====== Information supplied

use std::cmp::Ordering;
use std::fmt;
use std::str::FromStr;

use serde::{Deserialize, Serialize};

use crate::item::{CanonicalItem, ItemType, UnknownVariant};

#[derive(Debug, Clone, PartialEq, Eq, Default)]
pub enum TypeFilter {
    #[default]
    All,
    Only(ItemType),
}

#[derive(Debug, Clone, PartialEq, Eq, Default)]
pub enum StatusFilter {
    #[default]
    All,
    Only(String),
}

/// Active filter dimensions. Every dimension must match; an empty search
/// and `All` filters let everything through.
#[derive(Debug, Clone, PartialEq, Eq, Default)]
pub struct FilterCriteria {
    pub search_text: String,
    pub type_filter: TypeFilter,
    pub status_filter: StatusFilter,
}

impl FilterCriteria {
    pub fn is_empty(&self) -> bool {
        self.search_text.trim().is_empty()
            && self.type_filter == TypeFilter::All
            && self.status_filter == StatusFilter::All
    }

    pub fn matches(&self, item: &CanonicalItem) -> bool {
        self.matches_type(item) && self.matches_status(item) && self.matches_search(item)
    }

    fn matches_type(&self, item: &CanonicalItem) -> bool {
        match self.type_filter {
            TypeFilter::All => true,
            TypeFilter::Only(item_type) => item.item_type == item_type,
        }
    }

    fn matches_status(&self, item: &CanonicalItem) -> bool {
        match &self.status_filter {
            StatusFilter::All => true,
            StatusFilter::Only(status) => item.status.eq_ignore_ascii_case(status.trim()),
        }
    }

    fn matches_search(&self, item: &CanonicalItem) -> bool {
        let needle = self.search_text.trim().to_lowercase();
        if needle.is_empty() {
            return true;
        }
        let contains = |haystack: &str| haystack.to_lowercase().contains(&needle);
        contains(&item.title)
            || contains(&item.description)
            || item.category.as_deref().is_some_and(contains)
            || item.owner_name().is_some_and(contains)
    }
}

#[derive(Debug, Clone, Copy, PartialEq, Eq, Hash, Serialize, Deserialize)]
#[serde(rename_all = "snake_case")]
pub enum SortKey {
    Title,
    Description,
    ItemType,
    Status,
    CreatedAt,
    UpdatedAt,
    Price,
    Quantity,
    Category,
    OwnerName,
    Published,
    Blocked,
}

impl SortKey {
    pub const ALL: [SortKey; 12] = [
        SortKey::Title,
        SortKey::Description,
        SortKey::ItemType,
        SortKey::Status,
        SortKey::CreatedAt,
        SortKey::UpdatedAt,
        SortKey::Price,
        SortKey::Quantity,
        SortKey::Category,
        SortKey::OwnerName,
        SortKey::Published,
        SortKey::Blocked,
    ];

    pub fn as_str(self) -> &'static str {
        match self {
            SortKey::Title => "title",
            SortKey::Description => "description",
            SortKey::ItemType => "item_type",
            SortKey::Status => "status",
            SortKey::CreatedAt => "created_at",
            SortKey::UpdatedAt => "updated_at",
            SortKey::Price => "price",
            SortKey::Quantity => "quantity",
            SortKey::Category => "category",
            SortKey::OwnerName => "owner_name",
            SortKey::Published => "published",
            SortKey::Blocked => "blocked",
        }
    }
}

impl fmt::Display for SortKey {
    fn fmt(&self, f: &mut fmt::Formatter<'_>) -> fmt::Result {
        f.write_str(self.as_str())
    }
}

impl FromStr for SortKey {
    type Err = UnknownVariant;

    fn from_str(s: &str) -> Result<Self, Self::Err> {
        let wanted = s.trim().to_ascii_lowercase().replace('-', "_");
        SortKey::ALL
            .into_iter()
            .find(|key| key.as_str() == wanted)
            .ok_or_else(|| UnknownVariant(s.to_string()))
    }
}

#[derive(Debug, Clone, Copy, PartialEq, Eq, Default, Serialize, Deserialize)]
#[serde(rename_all = "snake_case")]
pub enum SortDirection {
    #[default]
    Ascending,
    Descending,
}

impl SortDirection {
    pub fn reversed(self) -> Self {
        match self {
            SortDirection::Ascending => SortDirection::Descending,
            SortDirection::Descending => SortDirection::Ascending,
        }
    }
}

#[derive(Debug, Clone, Copy, PartialEq, Eq)]
pub struct SortSpec {
    pub key: SortKey,
    pub direction: SortDirection,
}

impl SortSpec {
    pub fn ascending(key: SortKey) -> Self {
        Self {
            key,
            direction: SortDirection::Ascending,
        }
    }

    pub fn descending(key: SortKey) -> Self {
        Self {
            key,
            direction: SortDirection::Descending,
        }
    }
}

/// Comparable projection of one field. Strings are pre-lowercased.
#[derive(Debug, PartialEq)]
enum SortValue {
    Text(String),
    Number(f64),
    Time(i64),
    Flag(bool),
}

impl SortValue {
    fn compare(&self, other: &SortValue) -> Ordering {
        match (self, other) {
            (SortValue::Text(a), SortValue::Text(b)) => a.cmp(b),
            (SortValue::Number(a), SortValue::Number(b)) => a.total_cmp(b),
            (SortValue::Time(a), SortValue::Time(b)) => a.cmp(b),
            (SortValue::Flag(a), SortValue::Flag(b)) => a.cmp(b),
            // A key always projects to one variant, so this is unreachable in practice.
            _ => Ordering::Equal,
        }
    }
}

fn sort_value(item: &CanonicalItem, key: SortKey) -> Option<SortValue> {
    let text = |value: &str| Some(SortValue::Text(value.to_lowercase()));
    match key {
        SortKey::Title => text(&item.title),
        SortKey::Description => text(&item.description),
        SortKey::ItemType => text(item.item_type.as_str()),
        SortKey::Status => text(&item.status),
        SortKey::CreatedAt => item
            .created_at
            .map(|at| SortValue::Time(at.timestamp_millis())),
        SortKey::UpdatedAt => item
            .updated_at
            .map(|at| SortValue::Time(at.timestamp_millis())),
        SortKey::Price => item.price.map(SortValue::Number),
        SortKey::Quantity => Some(SortValue::Number(f64::from(item.quantity))),
        SortKey::Category => item.category.as_deref().and_then(text),
        SortKey::OwnerName => item.owner_name().and_then(text),
        SortKey::Published => Some(SortValue::Flag(item.is_published)),
        SortKey::Blocked => Some(SortValue::Flag(item.is_blocked)),
    }
}

/// Orders two optional values; absent values go last in both directions.
fn compare_present_first(
    a: &Option<SortValue>,
    b: &Option<SortValue>,
    direction: SortDirection,
) -> Ordering {
    match (a, b) {
        (Some(a), Some(b)) => match direction {
            SortDirection::Ascending => a.compare(b),
            SortDirection::Descending => b.compare(a),
        },
        (Some(_), None) => Ordering::Less,
        (None, Some(_)) => Ordering::Greater,
        (None, None) => Ordering::Equal,
    }
}

/// Filters then sorts a snapshot without touching the input.
///
/// The sort is stable: items with equal keys keep their filtered order.
pub fn apply(
    items: &[CanonicalItem],
    criteria: &FilterCriteria,
    sort: Option<&SortSpec>,
) -> Vec<CanonicalItem> {
    apply_indices(items, criteria, sort)
        .into_iter()
        .map(|index| items[index].clone())
        .collect()
}

/// Same as [`apply`], but yields positions into `items`.
pub fn apply_indices(
    items: &[CanonicalItem],
    criteria: &FilterCriteria,
    sort: Option<&SortSpec>,
) -> Vec<usize> {
    let filtered = items
        .iter()
        .enumerate()
        .filter(|(_, item)| criteria.matches(item));
    let Some(sort) = sort else {
        return filtered.map(|(index, _)| index).collect();
    };

    // Project keys once instead of re-lowercasing inside the comparator.
    let mut keyed: Vec<(Option<SortValue>, usize)> = filtered
        .map(|(index, item)| (sort_value(item, sort.key), index))
        .collect();
    keyed.sort_by(|(a, _), (b, _)| compare_present_first(a, b, sort.direction));
    keyed.into_iter().map(|(_, index)| index).collect()
}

============

> Instructions for the task
Each line above that contains the word "impl" must be copied.

> Answer to this exercise
impl FilterCriteria {
impl SortKey {
impl fmt::Display for SortKey {
impl FromStr for SortKey {
impl SortDirection {
impl SortSpec {
impl SortValue {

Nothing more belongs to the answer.